### What you need to do
Reproduce all records exactly.
[[ Data to use, beginning ]]
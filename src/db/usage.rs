// Category and tag usage lists used to rank suggestions.
// A sync replaces the whole list; nothing is merged.

use super::to_millis;
use crate::models::UsageEntry;
use chrono::{DateTime, Utc};
use sqlx::{Pool, Sqlite};
use tracing::info;

#[derive(Debug, Clone, Copy, PartialEq, Eq)]
pub enum UsageKind {
    Category,
    Tag,
}

impl UsageKind {
    fn table(self) -> &'static str {
        match self {
            UsageKind::Category => "category_usage",
            UsageKind::Tag => "tag_usage",
        }
    }

    pub fn label(self) -> &'static str {
        match self {
            UsageKind::Category => "categories",
            UsageKind::Tag => "tags",
        }
    }
}

/// Delete-all then insert-all inside one SQL transaction. Returns the inserted count.
pub async fn replace_usage(
    pool: &Pool<Sqlite>,
    kind: UsageKind,
    entries: &[UsageEntry],
    synced_at: DateTime<Utc>,
) -> Result<u64, sqlx::Error> {
    let mut tx = pool.begin().await?;

    sqlx::query(&format!("DELETE FROM {}", kind.table()))
        .execute(&mut *tx)
        .await?;

    let insert = format!(
        "INSERT INTO {} (name, usage_count, synced_at) VALUES (?, ?, ?)",
        kind.table()
    );
    let mut inserted = 0;
    for entry in entries {
        let result = sqlx::query(&insert)
            .bind(&entry.name)
            .bind(entry.usage_count)
            .bind(to_millis(synced_at))
            .execute(&mut *tx)
            .await?;
        inserted += result.rows_affected();
    }

    tx.commit().await?;

    info!("Synced {} {}", inserted, kind.label());
    Ok(inserted)
}

/// Names ordered by usage count, highest first.
pub async fn top_names(
    pool: &Pool<Sqlite>,
    kind: UsageKind,
    limit: i64,
) -> Result<Vec<String>, sqlx::Error> {
    let names: Vec<String> = sqlx::query_scalar(&format!(
        "SELECT name FROM {} ORDER BY usage_count DESC, name ASC LIMIT ?",
        kind.table()
    ))
    .bind(limit)
    .fetch_all(pool)
    .await?;

    Ok(names)
}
[[ Data to use, end ]]
### Solution for this problem
filename src/db/usage.rs
// Category and tag usage lists used to rank suggestions.
// A sync replaces the whole list; nothing is merged.

use super::to_millis;
use crate::models::UsageEntry;
use chrono::{DateTime, Utc};
use sqlx::{Pool, Sqlite};
use tracing::info;

#[derive(Debug, Clone, Copy, PartialEq, Eq)]
pub enum UsageKind {
    Category,
    Tag,
}

impl UsageKind {
    fn table(self) -> &'static str {
        match self {
            UsageKind::Category => "category_usage",
            UsageKind::Tag => "tag_usage",
        }
    }

    pub fn label(self) -> &'static str {
        match self {
            UsageKind::Category => "categories",
            UsageKind::Tag => "tags",
        }
    }
}

/// Delete-all then insert-all inside one SQL transaction. Returns the inserted count.
pub async fn replace_usage(
    pool: &Pool<Sqlite>,
    kind: UsageKind,
    entries: &[UsageEntry],
    synced_at: DateTime<Utc>,
) -> Result<u64, sqlx::Error> {
    let mut tx = pool.begin().await?;

    sqlx::query(&format!("DELETE FROM {}", kind.table()))
        .execute(&mut *tx)
        .await?;

    let insert = format!(
        "INSERT INTO {} (name, usage_count, synced_at) VALUES (?, ?, ?)",
        kind.table()
    );
    let mut inserted = 0;
    for entry in entries {
        let result = sqlx::query(&insert)
            .bind(&entry.name)
            .bind(entry.usage_count)
            .bind(to_millis(synced_at))
            .execute(&mut *tx)
            .await?;
        inserted += result.rows_affected();
    }

    tx.commit().await?;

    info!("Synced {} {}", inserted, kind.label());
    Ok(inserted)
}

/// Names ordered by usage count, highest first.
pub async fn top_names(
    pool: &Pool<Sqlite>,
    kind: UsageKind,
    limit: i64,
) -> Result<Vec<String>, sqlx::Error> {
    let names: Vec<String> = sqlx::query_scalar(&format!(
        "SELECT name FROM {} ORDER BY usage_count DESC, name ASC LIMIT ?",
        kind.table()
    ))
    .bind(limit)
    .fetch_all(pool)
    .await?;

    Ok(names)
}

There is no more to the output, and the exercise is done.